What is expected =>
In the records that follow, locate every line with "checks" and extract it.

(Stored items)
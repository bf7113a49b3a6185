//! Audit eligibility checks.
//!
//! Tables with LOB columns get triggers that look up the previous audit row
//! by identity value, so they need exactly one integer identity column named
//! `{Table}Id`. Tables without LOB columns always pass.

use crate::core::TableAggregate;
use crate::error::{AuditError, Result, ValidationRule};

/// Check a table against the eligibility rules.
///
/// # Errors
///
/// Returns `AuditError::Validation` naming the table and the first rule it breaks.
pub fn validate_table(table: &TableAggregate) -> Result<()> {
    check(table).map_err(|rule| AuditError::validation(table.name(), rule))
}

fn check(table: &TableAggregate) -> std::result::Result<(), ValidationRule> {
    if !table.has_lob_columns() {
        return Ok(());
    }

    let identity = match table.identity_columns().as_slice() {
        [] => return Err(ValidationRule::NoIdentityColumn),
        [only] => *only,
        many => return Err(ValidationRule::MultipleIdentityColumns(many.len())),
    };

    let expected = table.expected_identity_name();
    if !identity.column_name.eq_ignore_ascii_case(&expected) {
        return Err(ValidationRule::IdentityNameMismatch {
            expected,
            actual: identity.column_name.clone(),
        });
    }

    if !identity.is_integer() {
        return Err(ValidationRule::IdentityTypeNotInteger {
            column: identity.column_name.clone(),
            type_name: identity.type_name.clone(),
        });
    }

    Ok(())
}
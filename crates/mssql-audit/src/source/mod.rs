//! Column metadata sources.
//!
//! [`MssqlSource`] reads the live catalog; [`SnapshotSource`] reads a JSON
//! file written earlier with [`write_snapshot`]. Both return rows ordered by
//! table name, identity columns first, then column name.

mod mssql;
mod snapshot;

pub use mssql::{HealthCheckResult, MssqlSource};
pub use snapshot::{write_snapshot, SnapshotSource};

use async_trait::async_trait;

use crate::core::ColumnMetadata;
use crate::error::Result;

/// Trait for column metadata providers.
#[async_trait]
pub trait MetadataSource: Send + Sync {
    /// Read every column of every candidate table in one request.
    async fn fetch_columns(&self) -> Result<Vec<ColumnMetadata>>;

    /// Short description for logs.
    fn describe(&self) -> String;
}

/// In-memory source, mainly for tests and embedding.
#[derive(Debug, Clone, Default)]
pub struct StaticSource {
    columns: Vec<ColumnMetadata>,
}

impl StaticSource {
    pub fn new(columns: Vec<ColumnMetadata>) -> Self {
        Self { columns }
    }
}

#[async_trait]
impl MetadataSource for StaticSource {
    async fn fetch_columns(&self) -> Result<Vec<ColumnMetadata>> {
        Ok(self.columns.clone())
    }

    fn describe(&self) -> String {
        format!("static ({} columns)", self.columns.len())
    }
}
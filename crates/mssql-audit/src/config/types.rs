//! Configuration type definitions.

use serde::{Deserialize, Serialize};
use std::fmt;
use std::path::PathBuf;

/// Root configuration structure.
#[derive(Debug, Clone, Serialize, Deserialize)]
pub struct Config {
    /// Source database configuration (MSSQL). Optional when metadata is read
    /// from a snapshot file.
    #[serde(default, skip_serializing_if = "Option::is_none")]
    pub source: Option<SourceConfig>,

    /// Which tables to audit and how to treat problem tables.
    pub generation: GenerationConfig,

    /// Where the generated script goes.
    #[serde(default)]
    pub output: OutputConfig,
}

/// Source database (MSSQL) configuration.
#[derive(Clone, Serialize, Deserialize)]
pub struct SourceConfig {
    /// Database type (always "mssql").
    #[serde(default = "default_mssql")]
    pub r#type: String,

    /// Database host.
    pub host: String,

    /// Database port (default: 1433).
    #[serde(default = "default_mssql_port")]
    pub port: u16,

    /// Database name.
    pub database: String,

    /// Username.
    pub user: String,

    /// Password.
    pub password: String,

    /// Restrict the catalog read to one schema. All schemas when unset.
    #[serde(default, skip_serializing_if = "Option::is_none")]
    pub schema: Option<String>,

    /// Encrypt connection (default: "true").
    #[serde(default = "default_true_string")]
    pub encrypt: String,

    /// Trust server certificate (default: false).
    #[serde(default)]
    pub trust_server_cert: bool,

    /// Connect timeout in seconds (default: 30).
    #[serde(default = "default_connect_timeout")]
    pub connect_timeout_secs: u64,
}

impl fmt::Debug for SourceConfig {
    fn fmt(&self, f: &mut fmt::Formatter<'_>) -> fmt::Result {
        f.debug_struct("SourceConfig")
            .field("type", &self.r#type)
            .field("host", &self.host)
            .field("port", &self.port)
            .field("database", &self.database)
            .field("user", &self.user)
            .field("password", &"[REDACTED]")
            .field("schema", &self.schema)
            .field("encrypt", &self.encrypt)
            .field("trust_server_cert", &self.trust_server_cert)
            .field("connect_timeout_secs", &self.connect_timeout_secs)
            .finish()
    }
}

/// Generation behavior configuration.
#[derive(Debug, Clone, Serialize, Deserialize)]
pub struct GenerationConfig {
    /// Table names to audit (exact, case-sensitive match; schema ignored).
    pub tables: Vec<String>,

    /// What to do when a requested table is not in the catalog (default: warn).
    #[serde(default)]
    pub on_missing_table: MissingTablePolicy,

    /// What to do when a table fails eligibility checks (default: abort).
    #[serde(default)]
    pub on_invalid_table: InvalidTablePolicy,
}

/// Output configuration.
#[derive(Debug, Clone, Default, Serialize, Deserialize)]
pub struct OutputConfig {
    /// File to write the script to.
    #[serde(default, skip_serializing_if = "Option::is_none")]
    pub path: Option<PathBuf>,

    /// Also print the script to stdout when a path is set.
    #[serde(default)]
    pub stdout: bool,
}

/// Policy for requested tables the catalog does not contain.
#[derive(Debug, Clone, Copy, PartialEq, Eq, Default, Serialize, Deserialize)]
#[serde(rename_all = "snake_case")]
pub enum MissingTablePolicy {
    /// Skip silently.
    Ignore,

    /// Skip and log a warning.
    #[default]
    Warn,

    /// Fail the run.
    Error,
}

/// Policy for tables that fail audit eligibility checks.
#[derive(Debug, Clone, Copy, PartialEq, Eq, Default, Serialize, Deserialize)]
#[serde(rename_all = "snake_case")]
pub enum InvalidTablePolicy {
    /// Fail the run on the first invalid table; nothing is written.
    #[default]
    Abort,

    /// Leave the table out of the script and keep going.
    Skip,
}

// Default value functions for serde
fn default_mssql() -> String {
    "mssql".to_string()
}

fn default_mssql_port() -> u16 {
    1433
}

fn default_true_string() -> String {
    "true".to_string()
}

fn default_connect_timeout() -> u64 {
    30
}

Answer to the problem =>
//! Audit eligibility checks.
    /// What to do when a table fails eligibility checks (default: abort).
/// Policy for tables that fail audit eligibility checks.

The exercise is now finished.